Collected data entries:
#####

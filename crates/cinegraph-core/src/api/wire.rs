//! JSON shapes exchanged with the reasoning service

use serde::{Deserialize, Serialize};
use serde_json::Value;

use crate::state::{AssistantReply, DashboardStats, ToolCall};

#[derive(Serialize)]
pub(crate) struct AskRequest<'a> {
    pub query: &'a str,
}

/// Only `answer` is required; everything else degrades to empty
#[derive(Deserialize)]
pub(crate) struct AskResponse {
    answer: String,
    #[serde(default)]
    tool_calls: Vec<WireToolCall>,
    #[serde(default)]
    execution_time: Option<f64>,
    #[serde(default)]
    reasoning: Vec<String>,
    #[serde(default)]
    context_used: Option<u32>,
}

#[derive(Deserialize)]
struct WireToolCall {
    tool: String,
    #[serde(default)]
    input: Option<Value>,
}

#[derive(Deserialize)]
pub(crate) struct GraphInfoResponse {
    total_movies: u64,
    total_people: u64,
    total_genres: u64,
    total_relationships: u64,
}

/// Body of the `GET /` liveness probe
#[derive(Debug, Clone, PartialEq, Eq, Deserialize)]
pub struct HealthReport {
    #[serde(default)]
    pub status: String,
    #[serde(default)]
    pub neo4j_connected: bool,
    #[serde(default)]
    pub llm_available: bool,
}

impl HealthReport {
    pub fn is_healthy(&self) -> bool {
        self.status == "healthy"
    }
}

impl From<AskResponse> for AssistantReply {
    fn from(response: AskResponse) -> Self {
        let tool_calls = response
            .tool_calls
            .into_iter()
            .map(|call| ToolCall {
                tool_name: call.tool,
                input: call.input.map(|value| match value {
                    Value::String(s) => s,
                    other => other.to_string(),
                }),
            })
            .collect();

        Self {
            content: response.answer,
            tool_calls,
            execution_time_secs: response.execution_time,
            reasoning: response.reasoning,
            context_used: response.context_used,
        }
    }
}

impl From<GraphInfoResponse> for DashboardStats {
    fn from(response: GraphInfoResponse) -> Self {
        Self {
            movie_count: response.total_movies,
            entity_count: response.total_people,
            genre_count: response.total_genres,
            relationship_count: response.total_relationships,
        }
    }
}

#####

* What needs to be done
Exactly as written, transcribe every line shown above.

* Task result
filename crates/cinegraph-core/src/api/wire.rs
//! JSON shapes exchanged with the reasoning service

use serde::{Deserialize, Serialize};
use serde_json::Value;

use crate::state::{AssistantReply, DashboardStats, ToolCall};

#[derive(Serialize)]
pub(crate) struct AskRequest<'a> {
    pub query: &'a str,
}

/// Only `answer` is required; everything else degrades to empty
#[derive(Deserialize)]
pub(crate) struct AskResponse {
    answer: String,
    #[serde(default)]
    tool_calls: Vec<WireToolCall>,
    #[serde(default)]
    execution_time: Option<f64>,
    #[serde(default)]
    reasoning: Vec<String>,
    #[serde(default)]
    context_used: Option<u32>,
}

#[derive(Deserialize)]
struct WireToolCall {
    tool: String,
    #[serde(default)]
    input: Option<Value>,
}

#[derive(Deserialize)]
pub(crate) struct GraphInfoResponse {
    total_movies: u64,
    total_people: u64,
    total_genres: u64,
    total_relationships: u64,
}

/// Body of the `GET /` liveness probe
#[derive(Debug, Clone, PartialEq, Eq, Deserialize)]
pub struct HealthReport {
    #[serde(default)]
    pub status: String,
    #[serde(default)]
    pub neo4j_connected: bool,
    #[serde(default)]
    pub llm_available: bool,
}

impl HealthReport {
    pub fn is_healthy(&self) -> bool {
        self.status == "healthy"
    }
}

impl From<AskResponse> for AssistantReply {
    fn from(response: AskResponse) -> Self {
        let tool_calls = response
            .tool_calls
            .into_iter()
            .map(|call| ToolCall {
                tool_name: call.tool,
                input: call.input.map(|value| match value {
                    Value::String(s) => s,
                    other => other.to_string(),
                }),
            })
            .collect();

        Self {
            content: response.answer,
            tool_calls,
            execution_time_secs: response.execution_time,
            reasoning: response.reasoning,
            context_used: response.context_used,
        }
    }
}

impl From<GraphInfoResponse> for DashboardStats {
    fn from(response: GraphInfoResponse) -> Self {
        Self {
            movie_count: response.total_movies,
            entity_count: response.total_people,
            genre_count: response.total_genres,
            relationship_count: response.total_relationships,
        }
    }
}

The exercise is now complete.